▶ **Work task**
Among the entries below, which lines include the string "could"? Show each one.

- Opening Delimiter -

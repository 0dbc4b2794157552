//! Error types for building and addressing network functions.
//!
//! Runtime decode problems are never errors: malformed scalars and unknown
//! ids are logged and ignored. Errors here are construction-time defects and
//! lookups of things that do not exist.

use thiserror::Error;

use flightdeck_calibration::CalibrationError;

/// Errors raised while building functions or the registry.
#[derive(Debug, Clone, PartialEq, Error)]
pub enum FunctionError {
    /// Two functions claim the same wire element.
    #[error("Wire element '{id}' is claimed by both '{first}' and '{second}'")]
    DuplicateElementId {
        /// The contested element id.
        id: String,
        /// Local key of the function registered first.
        first: String,
        /// Local key of the function that collided.
        second: String,
    },

    /// A single function lists the same element twice.
    #[error("Function '{function}' lists wire element '{id}' more than once")]
    RepeatedElementId {
        /// Local key of the function.
        function: String,
        /// The repeated element id.
        id: String,
    },

    /// A configuration record is not usable.
    #[error("Invalid configuration for '{function}': {reason}")]
    InvalidConfiguration {
        /// Local key of the function being built.
        function: String,
        /// What is wrong with it.
        reason: String,
    },

    /// Calibration table could not be built.
    #[error("Invalid calibration for '{function}': {source}")]
    Calibration {
        /// Local key of the function being built.
        function: String,
        /// Underlying calibration failure.
        #[source]
        source: CalibrationError,
    },

    /// No function is registered under the given local key.
    #[error("Unknown function '{0}'")]
    UnknownFunction(String),

    /// Binding address text could not be parsed.
    #[error("Invalid binding address '{0}'")]
    InvalidAddress(String),
}

impl FunctionError {
    /// Create an invalid configuration error.
    #[must_use]
    pub fn invalid(function: impl Into<String>, reason: impl Into<String>) -> Self {
        Self::InvalidConfiguration {
            function: function.into(),
            reason: reason.into(),
        }
    }
}

/// Result alias for function construction and lookup.
pub type FunctionResult<T> = Result<T, FunctionError>;

#[cfg(test)]
mod tests {
    use super::*;

    #[test]
    fn test_duplicate_message_names_both_owners() {
        let err = FunctionError::DuplicateElementId {
            id: "3001".to_string(),
            first: "Fuel.Pump".to_string(),
            second: "Fuel.Valve".to_string(),
        };
        let text = err.to_string();
        assert!(text.contains("3001"));
        assert!(text.contains("Fuel.Pump"));
        assert!(text.contains("Fuel.Valve"));
    }

    #[test]
    fn test_invalid_helper() {
        let err = FunctionError::invalid("Panel.Knob", "no positions");
        assert_eq!(
            err.to_string(),
            "Invalid configuration for 'Panel.Knob': no positions"
        );
    }
}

- Closing Delimiter -

▶ **Task output**
    /// Calibration table could not be built.
    /// Binding address text could not be parsed.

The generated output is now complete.